Tuesday, December 27, 2005

A Questionable Assessment of Anthony Powell

Christopher Caldwell, writing in the Weekly Standard, makes some dubious assertions (amongst many good ones) about Anthony Powell's life and novels, and about the society which informed them.

Caldwell quotes with approval V.S. Pritchett's view that "the key English value" is cruelty, and that Powell expressed this in the "cruel" social system his books "remorselessly" depicted.

Caldwell, whilst disapproving of this social system, still thinks that Americans will "envy the intricacy and elaboration of a social system that can create such beautiful patterns of charm and power."

This seems precious, in a style once de rigeur amongst a certain species of Anglophile US academic - at once patronising yet forelock-tugging - and it seems to be central to Caldwell's take on Powell, on literature and society. But to hold a society as "enviable" or not in proportion to the quality of its "patterns" is to judge societies with the measuring-stick of literature (or whatever it is that elucidates those "patterns" for us) alone - a myopic venture, at best, and one to which few poets, not even Shelley's unacknowledged legislators, would subscribe.

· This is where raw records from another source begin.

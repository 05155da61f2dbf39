use serde::Deserialize;
use std::fmt;
use std::net::SocketAddr;
use std::path::{Path, PathBuf};
use std::time::Duration;

use reqwest::Url;

use crate::chatbot::gemini::DEFAULT_MODEL;
use crate::chatbot::tts::DEFAULT_TTS_ENDPOINT;
use crate::chatbot::{EmptyDoubtPolicy, HandlerConfig, IntakeMode};

/// Admin chat used when neither the file nor `ADMIN_ID` names one.
pub const DEFAULT_ADMIN_CHAT_ID: i64 = 6138277581;

const DEFAULT_LISTEN_ADDR: &str = "0.0.0.0:8000";

/// Errors that can occur when loading configuration.
#[derive(Debug)]
pub enum ConfigError {
    /// Failed to read the config file.
    ReadFile { path: PathBuf, source: std::io::Error },
    /// Failed to parse JSON.
    ParseJson { path: PathBuf, source: serde_json::Error },
    /// An environment variable holds an unusable value.
    Env { var: &'static str, value: String },
    /// Validation error.
    Validation(String),
}

impl fmt::Display for ConfigError {
    fn fmt(&self, f: &mut fmt::Formatter<'_>) -> fmt::Result {
        match self {
            Self::ReadFile { path, source } => {
                write!(f, "failed to read config file '{}': {}", path.display(), source)
            }
            Self::ParseJson { path, source } => {
                write!(f, "failed to parse config file '{}': {}", path.display(), source)
            }
            Self::Env { var, value } => write!(f, "invalid value for {}: '{}'", var, value),
            Self::Validation(msg) => write!(f, "config validation error: {}", msg),
        }
    }
}

impl std::error::Error for ConfigError {
    fn source(&self) -> Option<&(dyn std::error::Error + 'static)> {
        match self {
            Self::ReadFile { source, .. } => Some(source),
            Self::ParseJson { source, .. } => Some(source),
            Self::Env { .. } | Self::Validation(_) => None,
        }
    }
}

#[derive(Deserialize, Default)]
#[serde(deny_unknown_fields)]
struct ConfigFile {
    #[serde(default)]
    telegram_bot_token: String,
    /// Chat that receives a copy of every answered doubt.
    admin_chat_id: Option<i64>,
    #[serde(default)]
    gemini_api_key: String,
    gemini_model: Option<String>,
    /// Public HTTPS URL Telegram should push updates to. Unset = long polling.
    webhook_url: Option<String>,
    /// Address for the liveness endpoint (and the webhook, when enabled).
    listen_addr: Option<String>,
    #[serde(default)]
    intake_mode: IntakeMode,
    #[serde(default)]
    empty_doubt_policy: EmptyDoubtPolicy,
    /// Base URL of the Google Translate TTS endpoint.
    tts_endpoint: Option<String>,
    /// Directory for logs and voice clips. Defaults to current directory.
    data_dir: Option<String>,
    generation_timeout_secs: Option<u64>,
    synthesis_timeout_secs: Option<u64>,
    send_timeout_secs: Option<u64>,
}

pub struct Config {
    pub telegram_bot_token: String,
    pub admin_chat_id: i64,
    pub gemini_api_key: String,
    pub gemini_model: String,
    pub webhook_url: Option<Url>,
    pub listen_addr: SocketAddr,
    pub intake_mode: IntakeMode,
    pub empty_doubt_policy: EmptyDoubtPolicy,
    pub tts_endpoint: String,
    pub data_dir: PathBuf,
    pub generation_timeout: Duration,
    pub synthesis_timeout: Duration,
    pub send_timeout: Duration,
}

impl Config {
    /// Load `path` (optional) and apply overrides from the process environment.
    pub fn load<P: AsRef<Path>>(path: P) -> Result<Self, ConfigError> {
        Self::from_sources(path, |var| std::env::var(var).ok())
    }

    /// Load `path` if it exists, then apply `BOT_TOKEN`, `ADMIN_ID`,
    /// `GEMINI_API_KEY`, `WEBHOOK_URL` and `PORT` from `env`.
    pub fn from_sources<P, F>(path: P, env: F) -> Result<Self, ConfigError>
    where
        P: AsRef<Path>,
        F: Fn(&str) -> Option<String>,
    {
        let config_path = path.as_ref().to_path_buf();
        let mut file = match std::fs::read_to_string(&config_path) {
            Ok(content) => serde_json::from_str::<ConfigFile>(&content)
                .map_err(|e| ConfigError::ParseJson { path: config_path.clone(), source: e })?,
            Err(e) if e.kind() == std::io::ErrorKind::NotFound => ConfigFile::default(),
            Err(e) => return Err(ConfigError::ReadFile { path: config_path, source: e }),
        };

        let var = |name: &str| env(name).filter(|v| !v.trim().is_empty());
        if let Some(token) = var("BOT_TOKEN") {
            file.telegram_bot_token = token;
        }
        if let Some(value) = var("ADMIN_ID") {
            let id = value
                .trim()
                .parse::<i64>()
                .map_err(|_| ConfigError::Env { var: "ADMIN_ID", value })?;
            file.admin_chat_id = Some(id);
        }
        if let Some(key) = var("GEMINI_API_KEY") {
            file.gemini_api_key = key;
        }
        if let Some(url) = var("WEBHOOK_URL") {
            file.webhook_url = Some(url);
        }
        if let Some(value) = var("PORT") {
            let port = value
                .trim()
                .parse::<u16>()
                .map_err(|_| ConfigError::Env { var: "PORT", value })?;
            file.listen_addr = Some(format!("0.0.0.0:{port}"));
        }

        // Validate required fields
        if file.telegram_bot_token.is_empty() {
            return Err(ConfigError::Validation("telegram_bot_token (BOT_TOKEN) is required".into()));
        }
        // Telegram tokens are formatted as {bot_id}:{secret} where bot_id is numeric
        let token_parts: Vec<&str> = file.telegram_bot_token.split(':').collect();
        if token_parts.len() != 2 || token_parts[0].parse::<u64>().is_err() || token_parts[1].is_empty() {
            return Err(ConfigError::Validation(
                "telegram_bot_token appears invalid (expected format: 123456789:ABCdefGHI...)".into()
            ));
        }
        if file.gemini_api_key.is_empty() {
            return Err(ConfigError::Validation("gemini_api_key (GEMINI_API_KEY) is required".into()));
        }

        let webhook_url = match file.webhook_url {
            Some(raw) => {
                let url = Url::parse(&raw)
                    .map_err(|e| ConfigError::Validation(format!("webhook_url '{raw}' is invalid: {e}")))?;
                if url.scheme() != "https" {
                    return Err(ConfigError::Validation(format!("webhook_url '{raw}' must use https")));
                }
                // The root path is served by the liveness endpoint.
                if url.path() == "/" {
                    return Err(ConfigError::Validation(format!("webhook_url '{raw}' needs a path, e.g. /webhook")));
                }
                Some(url)
            }
            None => None,
        };

        let listen_addr = file.listen_addr.as_deref().unwrap_or(DEFAULT_LISTEN_ADDR);
        let listen_addr = listen_addr
            .parse::<SocketAddr>()
            .map_err(|e| ConfigError::Validation(format!("listen_addr '{listen_addr}' is invalid: {e}")))?;

        let generation_timeout = timeout("generation_timeout_secs", file.generation_timeout_secs, 30)?;
        let synthesis_timeout = timeout("synthesis_timeout_secs", file.synthesis_timeout_secs, 30)?;
        let send_timeout = timeout("send_timeout_secs", file.send_timeout_secs, 20)?;

        Ok(Self {
            telegram_bot_token: file.telegram_bot_token,
            admin_chat_id: file.admin_chat_id.unwrap_or(DEFAULT_ADMIN_CHAT_ID),
            gemini_api_key: file.gemini_api_key,
            gemini_model: file.gemini_model.unwrap_or_else(|| DEFAULT_MODEL.to_string()),
            webhook_url,
            listen_addr,
            intake_mode: file.intake_mode,
            empty_doubt_policy: file.empty_doubt_policy,
            tts_endpoint: file.tts_endpoint.unwrap_or_else(|| DEFAULT_TTS_ENDPOINT.to_string()),
            data_dir: file.data_dir.map(PathBuf::from).unwrap_or_else(|| PathBuf::from(".")),
            generation_timeout,
            synthesis_timeout,
            send_timeout,
        })
    }

    pub fn log_dir(&self) -> PathBuf {
        self.data_dir.join("logs")
    }

    pub fn voice_dir(&self) -> PathBuf {
        self.data_dir.join("voice")
    }

    pub fn handler_config(&self) -> HandlerConfig {
        HandlerConfig {
            admin_chat_id: self.admin_chat_id,
            intake_mode: self.intake_mode,
            empty_doubt_policy: self.empty_doubt_policy,
            send_timeout: self.send_timeout,
        }
    }
}

fn timeout(name: &str, secs: Option<u64>, default: u64) -> Result<Duration, ConfigError> {
    match secs.unwrap_or(default) {
        0 => Err(ConfigError::Validation(format!("{name} must be greater than zero"))),
        secs => Ok(Duration::from_secs(secs)),
    }
}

"It is impossible," Caldwell concludes, "to write a novel of the very highest sort unless you believe that behavior is more interesting (and no more superficial) than ´what human beings are`."

In the context of literature, this is a strange and unhelpful distinction to make. Whilst the essence of what people are is clearly distinguishable from the social constructs within which they live, it is quite unnecessary for a writer to focus on one, as Caldwell suggests, at the expense of the other. Indeed, it is difficult to imagine how a novelist might accomplish such a task. Later, and most embarrassingly, Caldwell seems to think that cruel social systems somehow equate to "the poetry of life". This is egregious nonsense, and Caldwell deserves a sharp rap across the knuckles for purveying it in the course of his otherwise entertaining piece.